Java Image Similarity Comparison - Color Distribution Method
0. The Implementation Approach in This Article Comes from These Blogs:
Principles of Similar Image Search (Part 2) Principles of Similar Image Search
1. How to Determine the Similarity Between Two Images
The code implementation in this article has been uploaded to GitHub. You can get it here: calculate-pic-looklike
For the detailed version, please read this article: Principles of Similar Image Search.
TL;DR version:
When humans compare whether two images are similar, we actually associate based on whether the contours of shapes in the image already exist in our memory, and then our brain automatically connects to the memories we've seen.
For computers, determining the similarity of two images relies on "perceptual hashing algorithms". It generates a "fingerprint" for each image, then compares the fingerprints of two images - the closer the results, the more similar the images.
How to compare the similarity of two fingerprints? The article above mentions: Pearson Correlation Coefficient or Cosine Similarity
The Pearson Correlation Coefficient measures whether two datasets are on the same line. It measures the linear relationship between interval variables.
The Pearson correlation coefficient measures linear correlation. If r=0, it only means there's no linear correlation between x and y, not that there's no correlation at all.
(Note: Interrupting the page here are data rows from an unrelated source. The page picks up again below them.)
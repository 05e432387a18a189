use crate::error::{BitsyError, BitsyResult};
use crate::machine::Machine;
use crate::value::{SundryId, Value};

/// Resolve `key` in `env`, walking outward through enclosing scopes.
///
/// Keys compare with `eq`: interned symbols are arena-unique, so identity is
/// name equality. The first match wins, which is how inner bindings and later
/// `prepend_binding`s shadow everything behind them.
pub fn lookup(machine: &Machine, env: Value, key: Value) -> BitsyResult<Value> {
    let mut scope = Some(machine.environment_id(env));
    while let Some(id) = scope {
        if let Some(val) = lookup_local(machine, id, key) {
            return Ok(val);
        }
        scope = machine.environment(id).outer;
    }
    let name = match key {
        Value::Symbol(_) => machine.symbol_name(key).to_string(),
        other => machine.display(other).to_string(),
    };
    tracing::warn!(symbol = %name, "unbound symbol");
    Err(BitsyError::Unbound(name))
}

/// Search one scope's binding list front to back. Nodes whose car is not a
/// `(key . value)` pair are skipped; an improper tail ends the scan.
pub fn lookup_local(machine: &Machine, env: SundryId, key: Value) -> Option<Value> {
    let mut current = machine.environment(env).bindings;
    while current.is_pair() && !current.is_nil() {
        let node = *machine.cell(current.as_pair());
        if let Value::Pair(binding) = node.car {
            let binding = *machine.cell(binding);
            if machine.eq(binding.car, key) {
                return Some(binding.cdr);
            }
        }
        current = node.cdr;
    }
    None
}

/// Push `(key . value)` onto the front of `env`'s binding list and return the
/// new list.
pub fn prepend_binding(
    machine: &mut Machine,
    env: Value,
    key: Value,
    value: Value,
) -> BitsyResult<Value> {
    let id = machine.environment_id(env);
    let rest = machine.environment(id).bindings;
    let binding = machine.cons(key, value)?;
    let bindings = machine.cons(binding, rest)?;
    machine.environment_mut(id).bindings = bindings;
    Ok(bindings)
}

pub fn bindings(machine: &Machine, env: Value) -> Value {
    machine.environment(machine.environment_id(env)).bindings
}

/// The enclosing environment, or None at the outermost scope.
pub fn outer(machine: &Machine, env: Value) -> Option<Value> {
    machine
        .environment(machine.environment_id(env))
        .outer
        .map(Value::Sundry)
}
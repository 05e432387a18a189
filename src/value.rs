use std::fmt;

use crate::word::Kind;

/// Index into the pair arena.
#[derive(Clone, Copy, PartialEq, Eq, Hash, PartialOrd, Ord)]
pub struct PairId(pub u16);

/// Index into the symbol arena.
#[derive(Clone, Copy, PartialEq, Eq, Hash, PartialOrd, Ord)]
pub struct SymbolId(pub u16);

/// Index into the sundry arena (booleans, singletons, environments, combiners).
#[derive(Clone, Copy, PartialEq, Eq, Hash, PartialOrd, Ord)]
pub struct SundryId(pub u16);

/// The fundamental value. Copy semantics: the referenced data lives in the
/// machine's arenas. Equality of two `Value`s is `eq`, i.e. same slot or same
/// integer literal.
#[derive(Clone, Copy, PartialEq, Eq, Hash)]
pub enum Value {
    Pair(PairId),
    Int(i16),
    Symbol(SymbolId),
    Sundry(SundryId),
}

impl Value {
    /// Pair slot 0, allocated first by every machine.
    pub const NIL: Value = Value::Pair(PairId(0));

    pub fn kind(self) -> Kind {
        match self {
            Value::Pair(_) => Kind::Pair,
            Value::Int(_) => Kind::Int,
            Value::Symbol(_) => Kind::Symbol,
            Value::Sundry(_) => Kind::Sundry,
        }
    }

    /// The signed payload a tagged word carries for this value.
    pub fn payload(self) -> i16 {
        match self {
            Value::Pair(id) => id.0 as i16,
            Value::Int(n) => n,
            Value::Symbol(id) => id.0 as i16,
            Value::Sundry(id) => id.0 as i16,
        }
    }

    /// Rebuild a value from its kind and payload. Arena indices are never
    /// negative; a negative index payload comes from a corrupt word.
    pub fn from_parts(kind: Kind, payload: i16) -> Value {
        match kind {
            Kind::Int => Value::Int(payload),
            Kind::Pair => Value::Pair(PairId(index(payload))),
            Kind::Symbol => Value::Symbol(SymbolId(index(payload))),
            Kind::Sundry => Value::Sundry(SundryId(index(payload))),
        }
    }

    pub fn is_nil(self) -> bool {
        self == Value::NIL
    }

    pub fn is_pair(self) -> bool {
        matches!(self, Value::Pair(_))
    }

    pub fn is_int(self) -> bool {
        matches!(self, Value::Int(_))
    }

    pub fn is_symbol(self) -> bool {
        matches!(self, Value::Symbol(_))
    }

    pub fn is_sundry(self) -> bool {
        matches!(self, Value::Sundry(_))
    }

    pub fn as_pair(self) -> PairId {
        match self {
            Value::Pair(id) => id,
            other => panic!("as_pair requires a pair value, got {:?}", other),
        }
    }

    pub fn as_int(self) -> i16 {
        match self {
            Value::Int(n) => n,
            other => panic!("as_int requires an int value, got {:?}", other),
        }
    }

    pub fn as_symbol(self) -> SymbolId {
        match self {
            Value::Symbol(id) => id,
            other => panic!("as_symbol requires a symbol value, got {:?}", other),
        }
    }

    pub fn as_sundry(self) -> SundryId {
        match self {
            Value::Sundry(id) => id,
            other => panic!("as_sundry requires a sundry value, got {:?}", other),
        }
    }
}

fn index(payload: i16) -> u16 {
    assert!(payload >= 0, "negative arena index {}", payload);
    payload as u16
}

impl fmt::Debug for Value {
    fn fmt(&self, f: &mut fmt::Formatter<'_>) -> fmt::Result {
        match self {
            Value::Pair(id) if id.0 == 0 => write!(f, "Nil"),
            Value::Pair(id) => write!(f, "Pair({})", id.0),
            Value::Int(n) => write!(f, "Int({})", n),
            Value::Symbol(id) => write!(f, "Sym({})", id.0),
            Value::Sundry(id) => write!(f, "Sundry({})", id.0),
        }
    }
}

impl fmt::Debug for PairId {
    fn fmt(&self, f: &mut fmt::Formatter<'_>) -> fmt::Result {
        write!(f, "PairId({})", self.0)
    }
}

impl fmt::Debug for SymbolId {
    fn fmt(&self, f: &mut fmt::Formatter<'_>) -> fmt::Result {
        write!(f, "SymbolId({})", self.0)
    }
}

impl fmt::Debug for SundryId {
    fn fmt(&self, f: &mut fmt::Formatter<'_>) -> fmt::Result {
        write!(f, "SundryId({})", self.0)
    }
}

#[cfg(test)]
mod tests {
    use super::*;

    #[test]
    fn nil_is_a_pair() {
        assert!(Value::NIL.is_pair());
        assert!(Value::NIL.is_nil());
        assert_eq!(Value::NIL.as_pair(), PairId(0));
        assert!(!Value::Pair(PairId(1)).is_nil());
    }

    #[test]
    fn parts_round_trip() {
        for v in [
            Value::Int(-7),
            Value::Pair(PairId(12)),
            Value::Symbol(SymbolId(3)),
            Value::Sundry(SundryId(0)),
        ] {
            assert_eq!(Value::from_parts(v.kind(), v.payload()), v);
        }
    }

    #[test]
    #[should_panic(expected = "as_pair requires a pair value")]
    fn wrong_accessor_panics() {
        Value::Int(3).as_pair();
    }

    #[test]
    #[should_panic(expected = "as_symbol requires a symbol value")]
    fn symbol_accessor_on_sundry_panics() {
        Value::Sundry(SundryId(1)).as_symbol();
    }
}
use crate::error::{ArenaKind, BitsyError, BitsyResult};
use crate::value::Value;

/// A single cons cell in the pair arena.
#[derive(Debug, Clone, Copy, PartialEq, Eq)]
pub struct ConsCell {
    pub car: Value,
    pub cdr: Value,
}

/// Fixed-capacity, append-only slot table. Indices are handed out in order
/// and never reused; there is no reclamation.
pub struct Arena<T> {
    kind: ArenaKind,
    slots: Vec<T>,
    capacity: usize,
}

impl<T> Arena<T> {
    pub fn new(kind: ArenaKind, capacity: usize) -> Self {
        Arena {
            kind,
            slots: Vec::with_capacity(capacity),
            capacity,
        }
    }

    /// Reserve the next slot. Returns Err(ArenaExhausted) once the arena is full.
    pub fn alloc(&mut self, item: T) -> BitsyResult<u16> {
        if self.slots.len() >= self.capacity {
            tracing::warn!(arena = %self.kind, capacity = self.capacity, "arena exhausted");
            return Err(BitsyError::ArenaExhausted {
                arena: self.kind,
                capacity: self.capacity,
            });
        }
        let index = self.slots.len();
        self.slots.push(item);
        tracing::trace!(arena = %self.kind, index, "alloc");
        Ok(index as u16)
    }

    #[inline]
    pub fn get(&self, index: u16) -> &T {
        &self.slots[index as usize]
    }

    #[inline]
    pub fn get_mut(&mut self, index: u16) -> &mut T {
        &mut self.slots[index as usize]
    }

    /// Number of slots in use.
    pub fn len(&self) -> usize {
        self.slots.len()
    }

    pub fn is_empty(&self) -> bool {
        self.slots.is_empty()
    }

    pub fn capacity(&self) -> usize {
        self.capacity
    }

    pub fn kind(&self) -> ArenaKind {
        self.kind
    }

    pub fn iter(&self) -> impl Iterator<Item = (u16, &T)> {
        self.slots.iter().enumerate().map(|(i, t)| (i as u16, t))
    }
}
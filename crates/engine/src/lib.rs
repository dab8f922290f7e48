//! Vireo Engine - incremental view maintenance.
//!
//! The engine turns base-table changes into view updates:
//!
//! 1. A statement's writes are captured as a [`TransitionLog`] of removed
//!    and added rows per table.
//! 2. The [`Propagator`] pushes those changes through the view's query tree,
//!    producing a [`ResultDelta`] shaped for the view's state.
//! 3. The [`MergeEngine`] folds the delta into the persisted [`ViewState`],
//!    maintaining multiplicities and aggregate accumulators.
//! 4. The [`MaintenanceCoordinator`] wraps an episode in the locking,
//!    conflict-detection and undo bookkeeping a transaction needs.
//!
//! Full refresh shares the merge path: it resets the state and merges a
//! delta built from a fresh evaluation of the defining query.

mod aggregate;
mod context;
mod coordinate;
mod delta;
mod merge;
mod propagate;
mod query;
mod registry;
mod transition;
mod view;

pub use aggregate::{Accumulator, DeleteOutcome};
pub use context::{MaintenanceContext, SuppressionEntry};
pub use coordinate::{EpisodeCtx, MaintenanceCoordinator, ViewUndoLog};
pub use delta::{Delta, DeltaBatch, DeltaBatchExt};
pub use merge::{GroupRescan, MergeEngine};
pub use propagate::{Propagator, ResultDelta};
pub use query::{evaluate, AggFunc, CmpOp, Predicate, QueryNode, SetOpKind};
pub use registry::{ViewEntry, ViewRegistry};
pub use transition::{TransitionDelta, TransitionLog};
pub use view::{GroupState, OperandCounts, StateStore, ViewDescriptor, ViewShape, ViewState};
//! Vireo Database - an embedded database with incrementally maintained views.
//!
//! # Example
//!
//! ```rust
//! use vireo_database::{AggFunc, Database, DataType, QueryNode, TableDef, Value};
//!
//! let db = Database::new();
//! db.create_table(
//!     TableDef::builder("orders")
//!         .column("user_id", DataType::Int64)
//!         .column("amount", DataType::Int64)
//!         .build()
//!         .unwrap(),
//! )
//! .unwrap();
//!
//! let mut session = db.connect();
//! session
//!     .create_view(
//!         "order_counts",
//!         QueryNode::scan("orders").aggregate(vec![0], vec![AggFunc::CountStar]),
//!         true,
//!     )
//!     .unwrap();
//!
//! session
//!     .insert("orders", vec![Value::Int64(1), Value::Int64(250)])
//!     .unwrap();
//!
//! let rows = session.query_view("order_counts").unwrap();
//! assert_eq!(rows[0].values, vec![Value::Int64(1), Value::Int64(1)]);
//! ```

mod database;
mod eligibility;
mod session;

pub use database::Database;
pub use eligibility::check_eligibility;
pub use session::Session;

pub use vireo_core::{
    ColumnDef, DataType, MaintenanceError, Result, Row, TableDef, Value,
};
pub use vireo_engine::{AggFunc, CmpOp, Predicate, QueryNode, SetOpKind};
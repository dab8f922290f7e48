//! Vireo Storage - base tables, undo journal, transactions and view locks.
//!
//! This crate provides the storage substrate the maintenance engine runs on:
//!
//! - `TableStore` / `TableSet`: in-memory base-table storage
//! - `Journal`: level-tagged undo log for base-table changes
//! - `TxnManager` / `Snapshot`: transaction ids and visibility snapshots
//! - `ViewLockManager`: session-scoped exclusive per-view maintenance locks

mod journal;
mod lock;
mod store;
mod txn;

pub use journal::{Journal, JournalEntry, RowChange};
pub use lock::{SessionId, ViewLockManager};
pub use store::{TableSet, TableStore};
pub use txn::{Snapshot, TxnId, TxnManager};
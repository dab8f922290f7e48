//! Per-group aggregate accumulators.
//!
//! COUNT, SUM and AVG are linear in the row multiplicity and never need to
//! look at anything beyond the delta itself. MIN and MAX keep only the
//! current extremum: deleting a non-extremum value is free, deleting the
//! extremum needs a rescan of the group's remaining input rows, and deleting
//! a value outside the range the accumulator believes in means the persisted
//! state is corrupt.

use crate::query::AggFunc;
use vireo_core::Value;

/// What a deletion did to a MIN/MAX accumulator.
#[derive(Debug, PartialEq, Eq)]
pub enum DeleteOutcome {
    /// The accumulator absorbed the deletion.
    Done,
    /// The deleted value was the current extremum; the caller must rescan
    /// the group's input for this column and call
    /// [`Accumulator::reset_extremum`].
    NeedsRescan { column: usize },
    /// The deleted value lies outside the range the accumulator tracks.
    Corrupt(String),
}

/// Incremental state for one aggregate in one group.
#[derive(Clone, Debug, PartialEq)]
pub enum Accumulator {
    CountStar {
        count: i64,
    },
    Count {
        column: usize,
        non_null: i64,
    },
    Sum {
        column: usize,
        sum: f64,
        non_null: i64,
    },
    Avg {
        column: usize,
        sum: f64,
        non_null: i64,
    },
    Min {
        column: usize,
        candidate: Option<Value>,
        non_null: i64,
    },
    Max {
        column: usize,
        candidate: Option<Value>,
        non_null: i64,
    },
}

impl Accumulator {
    /// Creates the zero accumulator for an aggregate function.
    pub fn new(func: AggFunc) -> Self {
        match func {
            AggFunc::CountStar => Accumulator::CountStar { count: 0 },
            AggFunc::Count(column) => Accumulator::Count {
                column,
                non_null: 0,
            },
            AggFunc::Sum(column) => Accumulator::Sum {
                column,
                sum: 0.0,
                non_null: 0,
            },
            AggFunc::Avg(column) => Accumulator::Avg {
                column,
                sum: 0.0,
                non_null: 0,
            },
            AggFunc::Min(column) => Accumulator::Min {
                column,
                candidate: None,
                non_null: 0,
            },
            AggFunc::Max(column) => Accumulator::Max {
                column,
                candidate: None,
                non_null: 0,
            },
        }
    }

    /// Returns the input column, or None for COUNT(*).
    pub fn column(&self) -> Option<usize> {
        match self {
            Accumulator::CountStar { .. } => None,
            Accumulator::Count { column, .. }
            | Accumulator::Sum { column, .. }
            | Accumulator::Avg { column, .. }
            | Accumulator::Min { column, .. }
            | Accumulator::Max { column, .. } => Some(*column),
        }
    }

    /// Applies an insertion of `value` with multiplicity `diff` (> 0).
    pub fn insert(&mut self, value: &Value, diff: i64) {
        debug_assert!(diff > 0);
        match self {
            Accumulator::CountStar { count } => *count += diff,
            Accumulator::Count { non_null, .. } => {
                if !value.is_null() {
                    *non_null += diff;
                }
            }
            Accumulator::Sum { sum, non_null, .. } | Accumulator::Avg { sum, non_null, .. } => {
                if let Some(n) = value.numeric() {
                    *sum += n * diff as f64;
                    *non_null += diff;
                }
            }
            Accumulator::Min {
                candidate,
                non_null,
                ..
            } => {
                if !value.is_null() {
                    *non_null += diff;
                    let replace = match candidate.as_ref() {
                        Some(c) => value < c,
                        None => true,
                    };
                    if replace {
                        *candidate = Some(value.clone());
                    }
                }
            }
            Accumulator::Max {
                candidate,
                non_null,
                ..
            } => {
                if !value.is_null() {
                    *non_null += diff;
                    let replace = match candidate.as_ref() {
                        Some(c) => value > c,
                        None => true,
                    };
                    if replace {
                        *candidate = Some(value.clone());
                    }
                }
            }
        }
    }

    /// Applies a deletion of `value` with multiplicity `diff` (> 0).
    pub fn delete(&mut self, value: &Value, diff: i64) -> DeleteOutcome {
        debug_assert!(diff > 0);
        match self {
            Accumulator::CountStar { count } => {
                *count -= diff;
                DeleteOutcome::Done
            }
            Accumulator::Count { non_null, .. } => {
                if !value.is_null() {
                    *non_null -= diff;
                }
                DeleteOutcome::Done
            }
            Accumulator::Sum { sum, non_null, .. } | Accumulator::Avg { sum, non_null, .. } => {
                if let Some(n) = value.numeric() {
                    *sum -= n * diff as f64;
                    *non_null -= diff;
                }
                DeleteOutcome::Done
            }
            Accumulator::Min {
                column,
                candidate,
                non_null,
            } => {
                if value.is_null() {
                    return DeleteOutcome::Done;
                }
                *non_null -= diff;
                let cur = match candidate.as_ref() {
                    Some(c) => c.clone(),
                    None => {
                        return DeleteOutcome::Corrupt(
                            "deleted a value from a minimum with no candidate".to_string(),
                        )
                    }
                };
                if *value < cur {
                    DeleteOutcome::Corrupt(format!(
                        "deleted value {value:?} is below the tracked minimum {cur:?}"
                    ))
                } else if *value == cur {
                    if *non_null <= 0 {
                        *candidate = None;
                        DeleteOutcome::Done
                    } else {
                        DeleteOutcome::NeedsRescan { column: *column }
                    }
                } else {
                    DeleteOutcome::Done
                }
            }
            Accumulator::Max {
                column,
                candidate,
                non_null,
            } => {
                if value.is_null() {
                    return DeleteOutcome::Done;
                }
                *non_null -= diff;
                let cur = match candidate.as_ref() {
                    Some(c) => c.clone(),
                    None => {
                        return DeleteOutcome::Corrupt(
                            "deleted a value from a maximum with no candidate".to_string(),
                        )
                    }
                };
                if *value > cur {
                    DeleteOutcome::Corrupt(format!(
                        "deleted value {value:?} is above the tracked maximum {cur:?}"
                    ))
                } else if *value == cur {
                    if *non_null <= 0 {
                        *candidate = None;
                        DeleteOutcome::Done
                    } else {
                        DeleteOutcome::NeedsRescan { column: *column }
                    }
                } else {
                    DeleteOutcome::Done
                }
            }
        }
    }

    /// Replaces the MIN/MAX candidate after a group rescan. The values are
    /// the group's remaining non-null input values.
    pub fn reset_extremum(&mut self, values: &[Value]) {
        match self {
            Accumulator::Min { candidate, .. } => {
                *candidate = values.iter().min().cloned();
            }
            Accumulator::Max { candidate, .. } => {
                *candidate = values.iter().max().cloned();
            }
            _ => {}
        }
    }

    /// Returns the number of non-null inputs tracked, for accumulators that
    /// track one.
    pub fn non_null(&self) -> Option<i64> {
        match self {
            Accumulator::CountStar { .. } => None,
            Accumulator::Count { non_null, .. }
            | Accumulator::Sum { non_null, .. }
            | Accumulator::Avg { non_null, .. }
            | Accumulator::Min { non_null, .. }
            | Accumulator::Max { non_null, .. } => Some(*non_null),
        }
    }

    /// Returns the aggregate's current output value.
    pub fn output(&self) -> Value {
        match self {
            Accumulator::CountStar { count } => Value::Int64(*count),
            Accumulator::Count { non_null, .. } => Value::Int64(*non_null),
            Accumulator::Sum { sum, non_null, .. } => {
                if *non_null == 0 {
                    Value::Null
                } else {
                    Value::Float64(*sum)
                }
            }
            Accumulator::Avg { sum, non_null, .. } => {
                if *non_null == 0 {
                    Value::Null
                } else {
                    Value::Float64(*sum / *non_null as f64)
                }
            }
            Accumulator::Min { candidate, .. } | Accumulator::Max { candidate, .. } => {
                candidate.clone().unwrap_or(Value::Null)
            }
        }
    }
}
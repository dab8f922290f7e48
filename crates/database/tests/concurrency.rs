//! Cross-session behavior: lock waiting and independent maintenance.

use std::thread;
use std::time::Duration;
use vireo_database::{AggFunc, Database, DataType, QueryNode, TableDef, Value};

fn setup() -> std::sync::Arc<Database> {
    let db = Database::new();
    db.create_table(
        TableDef::builder("t")
            .column("a", DataType::Int64)
            .column("b", DataType::Int64)
            .build()
            .unwrap(),
    )
    .unwrap();
    db
}

#[test]
fn refresh_waits_for_concurrent_maintainer() {
    let db = setup();
    let mut s1 = db.connect();
    s1.create_view(
        "counts",
        QueryNode::scan("t").aggregate(vec![0], vec![AggFunc::CountStar]),
        true,
    )
    .unwrap();

    s1.begin().unwrap();
    s1.insert("t", vec![Value::Int64(1), Value::Int64(10)]).unwrap();

    let refresher = {
        let db = db.clone();
        thread::spawn(move || {
            let mut s2 = db.connect();
            // Blocks until s1 commits and releases the view lock.
            s2.refresh_view("counts", true).unwrap();
            s2.query_view("counts").unwrap()
        })
    };

    thread::sleep(Duration::from_millis(50));
    s1.commit().unwrap();

    let rows = refresher.join().unwrap();
    assert_eq!(rows.len(), 1);
    assert_eq!(rows[0].values, vec![Value::Int64(1), Value::Int64(1)]);
}

#[test]
fn sessions_maintain_disjoint_views_independently() {
    let db = Database::new();
    for name in ["x", "y"] {
        db.create_table(
            TableDef::builder(name)
                .column("a", DataType::Int64)
                .build()
                .unwrap(),
        )
        .unwrap();
    }
    let mut s = db.connect();
    s.create_view("vx", QueryNode::scan("x"), true).unwrap();
    s.create_view("vy", QueryNode::scan("y"), true).unwrap();

    let mut s1 = db.connect();
    s1.begin().unwrap();
    s1.insert("x", vec![Value::Int64(1)]).unwrap();

    // A different session can maintain the other view while s1 is open.
    let writer = {
        let db = db.clone();
        thread::spawn(move || {
            let mut s2 = db.connect();
            s2.insert("y", vec![Value::Int64(2)]).unwrap();
        })
    };
    writer.join().unwrap();

    s1.commit().unwrap();
    assert_eq!(s.query_view("vx").unwrap().len(), 1);
    assert_eq!(s.query_view("vy").unwrap().len(), 1);
}

#[test]
fn many_writers_one_view() {
    let db = setup();
    let mut s = db.connect();
    s.create_view(
        "counts",
        QueryNode::scan("t").aggregate(vec![0], vec![AggFunc::CountStar]),
        true,
    )
    .unwrap();

    let mut handles = Vec::new();
    for i in 0..4 {
        let db = db.clone();
        handles.push(thread::spawn(move || {
            let mut session = db.connect();
            let mut done = 0;
            for j in 0..25 {
                // Autocommit statements retry when another writer holds the
                // view lock for the duration of its own statement.
                loop {
                    match session.insert("t", vec![Value::Int64(i), Value::Int64(j)]) {
                        Ok(()) => break,
                        Err(_) => thread::sleep(Duration::from_millis(1)),
                    }
                }
                done += 1;
            }
            done
        }));
    }
    let total: i64 = handles.into_iter().map(|h| h.join().unwrap()).sum();
    assert_eq!(total, 100);

    let rows = s.query_view("counts").unwrap();
    assert_eq!(rows.len(), 4);
    for row in rows {
        assert_eq!(row.values[1], Value::Int64(25));
    }
}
The larger the absolute value of the correlation coefficient, the stronger the correlation: the closer the coefficient is to 1 or -1, the stronger the correlation; the closer to 0, the weaker the correlation.
Typically, the following ranges are used to judge correlation strength: Correlation coefficient 0.8-1.0: Very strong correlation 0.6-0.8: Strong correlation 0.4-0.6: Moderate correlation 0.2-0.4: Weak correlation 0.0-0.2: Very weak or no correlation
For the correlation coefficient r between x and y: When r is between 0 and 1, x and y have a positive correlation When r is between -1 and 0, x and y have a negative correlation When r=1, x and y are perfectly positively correlated; r=-1 means perfectly negatively correlated When r=0, x and y are uncorrelated
So, comparing the similarity of two images involves obtaining image fingerprints (datasets) and plugging these two datasets into the Pearson correlation coefficient.
How do we get the image fingerprint from an image?
1.1 From Image to Image Fingerprint
We all know that any image displayed on an electronic screen is composed of the three primary colors of light (red, green, blue). In computers, we represent these with RGB, for example:
(255, 180, 0) represents this color:

We can use code to get all the pixels of an image, then split each pixel to get RGB values. Counting these RGB values gives us:
(0,0,0) appears 10000 times
(0,0,1) appears 25 times
...
(0,0,1) appears 90 times
Collecting these counts into a set {10000,25,...,90} gives us the image fingerprint.
Do this for both images, get the datasets, then compare using the Pearson Correlation Coefficient or Cosine Similarity mentioned above to determine the similarity of the two images.
However, if we use the 0-255 range for R, G, B comparison, the possibilities would be:
To simplify calculations, we typically divide 0-255 into four zones: 0-63 is zone 0, 64-127 is zone 1, 128-191 is zone 2, 192-255 is zone 3. This means red, green, and blue each have 4 zones, totaling 64 combinations (4 to the power of 3).
As shown below:

Extract the last column from the table to form a 64-dimensional vector (7414, 230, 0, 0, 8, ..., 109, 0, 0, 3415, 53929). This vector is the image's feature value or "fingerprint".
Then plug it into the Pearson correlation coefficient for calculation.
2. Code Implementation
After understanding the principles, the Java code implementation has these parts:
- Get all pixels of an image and their RGB values
- Count all pixels to get the image fingerprint
- Apply the Pearson correlation coefficient
2.1 Get All Pixels and RGB Values of an Image
BufferedImage bimg = ImageIO.read(new File(path));
for(int i = 0; i < bimg.getWidth(); i++){
for(int j = 0; j < bimg.getHeight(); j++){
Color color = new Color( bimg.getRGB(i, j));
int r = color.getRed();
int g = color.getGreen();
int b = color.getBlue();
}
}
2.2 Count Pixels to Get Image Fingerprint
This step is crucial. After getting the pixels, observe the three yellow columns in the image below - the numbers formed by red, green, blue are exactly from 001-333, following quaternary (base-4) rules.
This means when iterating through pixels, we calculate which zone (0-3) a pixel belongs to and put the value into an array with quaternary capacity.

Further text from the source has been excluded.